Goal of the exercise:
What lines below contain the word "reported"? Please pull each one out.

Provided data:

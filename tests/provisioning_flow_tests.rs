//! End-to-end provisioning flows through the coordinator, registry and a transport.
//! Testing library/framework: Rust built-in test framework with Tokio async runtime (#[tokio::test]).

use async_trait::async_trait;
use std::collections::HashSet;
use std::net::IpAddr;
use std::sync::{Arc, Mutex};
use std::time::{Duration, Instant};
use tokio::sync::mpsc::UnboundedReceiver;

use easy_setup_mediator::{
    ChannelListener, ConnectivityType, EasySetupConfig, EasySetupError, EnrolleeState,
    MediatorRegistry, OperationTag, ProvisioningCoordinator, ProvisioningReport,
    ProvisioningRequest, ProvisioningTransport, SessionId, SimulatedTransport, StatusSender,
    TransportError, STATUS_OK,
};

#[derive(Debug, Clone, PartialEq)]
enum Command {
    OnBoard(SessionId),
    Provision { session: SessionId, ssid: String },
    Stop(SessionId),
    Terminate,
}

/// Transport that records commands and only answers when the test says so
#[derive(Default)]
struct RecordingTransport {
    status: Mutex<Option<StatusSender>>,
    commands: Mutex<Vec<Command>>,
    provision_delay: Duration,
}

impl RecordingTransport {
    fn with_provision_delay(delay: Duration) -> Self {
        Self {
            provision_delay: delay,
            ..Self::default()
        }
    }

    fn commands(&self) -> Vec<Command> {
        self.commands.lock().unwrap().clone()
    }

    fn answer(&self, session: &SessionId, tag: OperationTag, status_code: i32) -> bool {
        let sender = self.status.lock().unwrap().clone();
        sender.is_some_and(|s| s.post(session.clone(), tag, status_code))
    }
}

#[async_trait]
impl ProvisioningTransport for RecordingTransport {
    fn attach(&self, status: StatusSender) {
        *self.status.lock().unwrap() = Some(status);
    }

    async fn start_on_boarding(
        &self,
        session_id: &SessionId,
        _tag: OperationTag,
        _connectivity_type: ConnectivityType,
    ) -> Result<(), TransportError> {
        self.commands
            .lock()
            .unwrap()
            .push(Command::OnBoard(session_id.clone()));
        Ok(())
    }

    async fn provision(&self, request: ProvisioningRequest) -> Result<(), TransportError> {
        self.commands.lock().unwrap().push(Command::Provision {
            session: request.session_id,
            ssid: request.credentials.ssid,
        });
        if !self.provision_delay.is_zero() {
            tokio::time::sleep(self.provision_delay).await;
        }
        Ok(())
    }

    async fn stop_provisioning(
        &self,
        session_id: &SessionId,
        _connectivity_type: ConnectivityType,
    ) -> Result<(), TransportError> {
        self.commands
            .lock()
            .unwrap()
            .push(Command::Stop(session_id.clone()));
        Ok(())
    }

    async fn terminate(&self) -> Result<(), TransportError> {
        self.commands.lock().unwrap().push(Command::Terminate);
        Ok(())
    }
}

fn enrollee_ip() -> IpAddr {
    "192.168.4.1".parse().unwrap()
}

async fn wire(
    config: EasySetupConfig,
    transport: Arc<dyn ProvisioningTransport>,
) -> (Arc<ProvisioningCoordinator>, UnboundedReceiver<ProvisioningReport>) {
    let registry = Arc::new(MediatorRegistry::new(config));
    let coordinator = ProvisioningCoordinator::new(registry, transport);
    let (listener, reports) = ChannelListener::new();
    coordinator
        .register_provisioning_listener(Arc::new(listener))
        .await;
    (coordinator, reports)
}

async fn next_report(reports: &mut UnboundedReceiver<ProvisioningReport>) -> ProvisioningReport {
    tokio::time::timeout(Duration::from_secs(5), reports.recv())
        .await
        .expect("report within deadline")
        .expect("listener channel open")
}

#[tokio::test]
async fn simulated_provisioning_succeeds_with_one_report() {
    let transport = Arc::new(SimulatedTransport::new(Duration::from_millis(10), STATUS_OK, STATUS_OK));
    let (coordinator, mut reports) = wire(EasySetupConfig::default(), transport).await;

    let handle = coordinator.create_session(ConnectivityType::SoftAp).await.unwrap();
    coordinator
        .provision(&handle, enrollee_ip(), "home-wifi", "hunter22", ConnectivityType::SoftAp)
        .await
        .unwrap();

    let report = next_report(&mut reports).await;
    assert_eq!(report.session_id, handle);
    assert_eq!(report.state, EnrolleeState::ProvisioningSuccess);
    assert!(report.is_success());

    let snapshot = coordinator.snapshot(&handle).await.unwrap();
    assert_eq!(snapshot.state, EnrolleeState::ProvisioningSuccess);
    assert_eq!(snapshot.ssid.as_deref(), Some("home-wifi"));
    assert_eq!(snapshot.ip_address, Some(enrollee_ip()));
}

#[tokio::test]
async fn simulated_failure_code_reaches_the_listener() {
    let transport = Arc::new(SimulatedTransport::new(Duration::ZERO, STATUS_OK, 17));
    let (coordinator, mut reports) = wire(EasySetupConfig::default(), transport).await;

    let handle = coordinator.create_session(ConnectivityType::Ble).await.unwrap();
    coordinator
        .provision(&handle, enrollee_ip(), "home-wifi", "", ConnectivityType::Ble)
        .await
        .unwrap();

    let report = next_report(&mut reports).await;
    assert_eq!(report.state, EnrolleeState::ProvisioningFailed);
    assert_eq!(report.status_code, Some(17));
    assert!(!report.cancelled);
    assert!(matches!(
        report.error(),
        Some(EasySetupError::TransportFailure { status_code: 17 })
    ));
}

#[tokio::test]
async fn repeated_transport_callbacks_notify_once() {
    let transport = Arc::new(
        SimulatedTransport::new(Duration::ZERO, STATUS_OK, STATUS_OK).with_repeated_callbacks(3),
    );
    let (coordinator, mut reports) = wire(EasySetupConfig::default(), transport).await;

    let handle = coordinator.create_session(ConnectivityType::SoftAp).await.unwrap();
    coordinator
        .provision(&handle, enrollee_ip(), "home-wifi", "hunter22", ConnectivityType::SoftAp)
        .await
        .unwrap();

    assert!(next_report(&mut reports).await.is_success());

    tokio::time::sleep(Duration::from_millis(100)).await;
    assert!(reports.try_recv().is_err());
    assert_eq!(coordinator.metrics().get_stats().duplicate_callbacks, 2);
}

#[tokio::test]
async fn stop_wins_over_a_racing_success() {
    let transport = Arc::new(RecordingTransport::default());
    let (coordinator, mut reports) =
        wire(EasySetupConfig::default(), transport.clone()).await;

    let handle = coordinator.create_session(ConnectivityType::SoftAp).await.unwrap();
    let tag = coordinator
        .provision(&handle, enrollee_ip(), "home-wifi", "hunter22", ConnectivityType::SoftAp)
        .await
        .unwrap();
    coordinator
        .stop_provisioning(&handle, ConnectivityType::SoftAp)
        .await
        .unwrap();

    // The engine still delivers its success after the stop
    assert!(transport.answer(&handle, tag, STATUS_OK));

    let report = next_report(&mut reports).await;
    assert_eq!(report.state, EnrolleeState::ProvisioningFailed);
    assert!(report.cancelled);
    assert_eq!(report.status_code, None);

    tokio::time::sleep(Duration::from_millis(50)).await;
    assert!(reports.try_recv().is_err());
    assert_eq!(
        coordinator.snapshot(&handle).await.unwrap().state,
        EnrolleeState::ProvisioningFailed
    );
    assert_eq!(
        transport.commands(),
        vec![
            Command::Provision {
                session: handle.clone(),
                ssid: "home-wifi".to_string(),
            },
            Command::Stop(handle.clone()),
        ]
    );
}

#[tokio::test]
async fn on_boarding_failure_ends_the_session() {
    let transport = Arc::new(RecordingTransport::default());
    let (coordinator, mut reports) =
        wire(EasySetupConfig::default(), transport.clone()).await;

    let handle = coordinator
        .create_session_for_device(SessionId::new("aa:bb:cc:dd:ee:ff"), ConnectivityType::SoftAp)
        .await
        .unwrap();
    let tag = coordinator.start_on_boarding(&handle).await.unwrap();
    assert!(transport.answer(&handle, tag, 5));

    let report = next_report(&mut reports).await;
    assert_eq!(report.session_id.as_str(), "aa:bb:cc:dd:ee:ff");
    assert_eq!(report.state, EnrolleeState::ProvisioningFailed);
    assert_eq!(report.status_code, Some(5));

    let result = coordinator
        .provision(&handle, enrollee_ip(), "home-wifi", "hunter22", ConnectivityType::SoftAp)
        .await;
    assert!(matches!(result, Err(EasySetupError::InvalidState { .. })));
    assert_eq!(transport.commands(), vec![Command::OnBoard(handle.clone())]);
}

#[tokio::test]
async fn finished_device_can_be_set_up_again_after_acknowledge() {
    let transport = Arc::new(RecordingTransport::default());
    let (coordinator, mut reports) =
        wire(EasySetupConfig::default(), transport.clone()).await;
    let device = SessionId::new("device-7");

    let handle = coordinator
        .create_session_for_device(device.clone(), ConnectivityType::Ip)
        .await
        .unwrap();
    let busy = coordinator
        .create_session_for_device(device.clone(), ConnectivityType::Ip)
        .await;
    assert!(matches!(busy, Err(EasySetupError::DuplicateSession { .. })));

    let tag = coordinator
        .provision(&handle, enrollee_ip(), "home-wifi", "hunter22", ConnectivityType::Ip)
        .await
        .unwrap();
    assert!(transport.answer(&handle, tag, STATUS_OK));
    assert!(next_report(&mut reports).await.is_success());

    let snapshot = coordinator.acknowledge(&handle).await.unwrap();
    assert_eq!(snapshot.state, EnrolleeState::ProvisioningSuccess);

    let again = coordinator
        .create_session_for_device(device, ConnectivityType::Ip)
        .await
        .unwrap();
    assert_eq!(
        coordinator.snapshot(&again).await.unwrap().state,
        EnrolleeState::Init
    );
}

#[tokio::test]
async fn session_limit_is_enforced() {
    let mut config = EasySetupConfig::default();
    config.registry.max_sessions = Some(1);
    let (coordinator, _reports) = wire(config, Arc::new(RecordingTransport::default())).await;

    coordinator.create_session(ConnectivityType::SoftAp).await.unwrap();
    let second = coordinator.create_session(ConnectivityType::SoftAp).await;
    assert!(matches!(
        second,
        Err(EasySetupError::ResourceExhausted { limit: 1 })
    ));
}

#[tokio::test(flavor = "multi_thread", worker_threads = 4)]
async fn concurrent_sessions_each_get_one_report() {
    let transport = Arc::new(SimulatedTransport::new(Duration::from_millis(5), STATUS_OK, STATUS_OK));
    let (coordinator, mut reports) = wire(EasySetupConfig::default(), transport).await;

    let mut tasks = Vec::new();
    for i in 0..16 {
        let coordinator = coordinator.clone();
        tasks.push(tokio::spawn(async move {
            let handle = coordinator.create_session(ConnectivityType::SoftAp).await?;
            coordinator
                .provision(
                    &handle,
                    enrollee_ip(),
                    &format!("network-{i}"),
                    "hunter22",
                    ConnectivityType::SoftAp,
                )
                .await?;
            Ok::<_, EasySetupError>(handle)
        }));
    }

    let mut handles = HashSet::new();
    for task in tasks {
        handles.insert(task.await.unwrap().unwrap());
    }
    assert_eq!(handles.len(), 16);

    let mut reported = HashSet::new();
    for _ in 0..16 {
        let report = next_report(&mut reports).await;
        assert!(report.is_success());
        assert!(reported.insert(report.session_id));
    }
    assert_eq!(reported, handles);
    assert_eq!(coordinator.metrics().get_stats().succeeded, 16);
}

#[tokio::test]
async fn finish_terminates_the_transport() {
    let transport = Arc::new(RecordingTransport::default());
    let (coordinator, _reports) = wire(EasySetupConfig::default(), transport.clone()).await;
    coordinator.create_session(ConnectivityType::SoftAp).await.unwrap();

    assert_eq!(coordinator.registry().finish().await, 1);
    assert!(coordinator.sessions().await.is_empty());
    assert_eq!(transport.commands(), vec![Command::Terminate]);
}

#[tokio::test(flavor = "multi_thread", worker_threads = 4)]
async fn busy_device_does_not_stall_other_sessions() {
    let transport = Arc::new(RecordingTransport::with_provision_delay(Duration::from_millis(800)));
    let (coordinator, _reports) = wire(EasySetupConfig::default(), transport).await;

    let busy = coordinator
        .create_session_for_device(SessionId::new("x"), ConnectivityType::SoftAp)
        .await
        .unwrap();
    let other = coordinator
        .create_session_for_device(SessionId::new("y"), ConnectivityType::SoftAp)
        .await
        .unwrap();

    // Holds the session lock of "x" for the length of the transport call
    let provisioning = {
        let coordinator = coordinator.clone();
        tokio::spawn(async move {
            coordinator
                .provision(&busy, enrollee_ip(), "home-wifi", "hunter22", ConnectivityType::SoftAp)
                .await
        })
    };
    tokio::time::sleep(Duration::from_millis(50)).await;

    let reregister = {
        let coordinator = coordinator.clone();
        tokio::spawn(async move {
            coordinator
                .create_session_for_device(SessionId::new("x"), ConnectivityType::SoftAp)
                .await
        })
    };
    tokio::time::sleep(Duration::from_millis(50)).await;

    let started = Instant::now();
    let snapshot = coordinator.snapshot(&other).await.unwrap();
    assert_eq!(snapshot.state, EnrolleeState::Init);
    assert!(started.elapsed() < Duration::from_millis(200));

    assert!(provisioning.await.unwrap().is_ok());
    assert!(matches!(
        reregister.await.unwrap(),
        Err(EasySetupError::DuplicateSession { .. })
    ));
}

#[tokio::test]
async fn late_on_boarding_status_cannot_finish_provisioning() {
    let transport = Arc::new(RecordingTransport::default());
    let (coordinator, mut reports) =
        wire(EasySetupConfig::default(), transport.clone()).await;

    let handle = coordinator.create_session(ConnectivityType::SoftAp).await.unwrap();
    let on_boarding = coordinator.start_on_boarding(&handle).await.unwrap();
    assert!(transport.answer(&handle, on_boarding, STATUS_OK));
    tokio::time::sleep(Duration::from_millis(50)).await;

    let provisioning = coordinator
        .provision(&handle, enrollee_ip(), "home-wifi", "hunter22", ConnectivityType::SoftAp)
        .await
        .unwrap();

    // At-least-once delivery repeats the on-boarding answer
    assert!(transport.answer(&handle, on_boarding, STATUS_OK));
    tokio::time::sleep(Duration::from_millis(50)).await;
    assert_eq!(
        coordinator.snapshot(&handle).await.unwrap().state,
        EnrolleeState::Provisioning
    );
    assert!(reports.try_recv().is_err());

    assert!(transport.answer(&handle, provisioning, 4));
    let report = next_report(&mut reports).await;
    assert_eq!(report.state, EnrolleeState::ProvisioningFailed);
    assert_eq!(report.status_code, Some(4));
}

Result of this task:
    let mut reported = HashSet::new();
        assert!(reported.insert(report.session_id));
    assert_eq!(reported, handles);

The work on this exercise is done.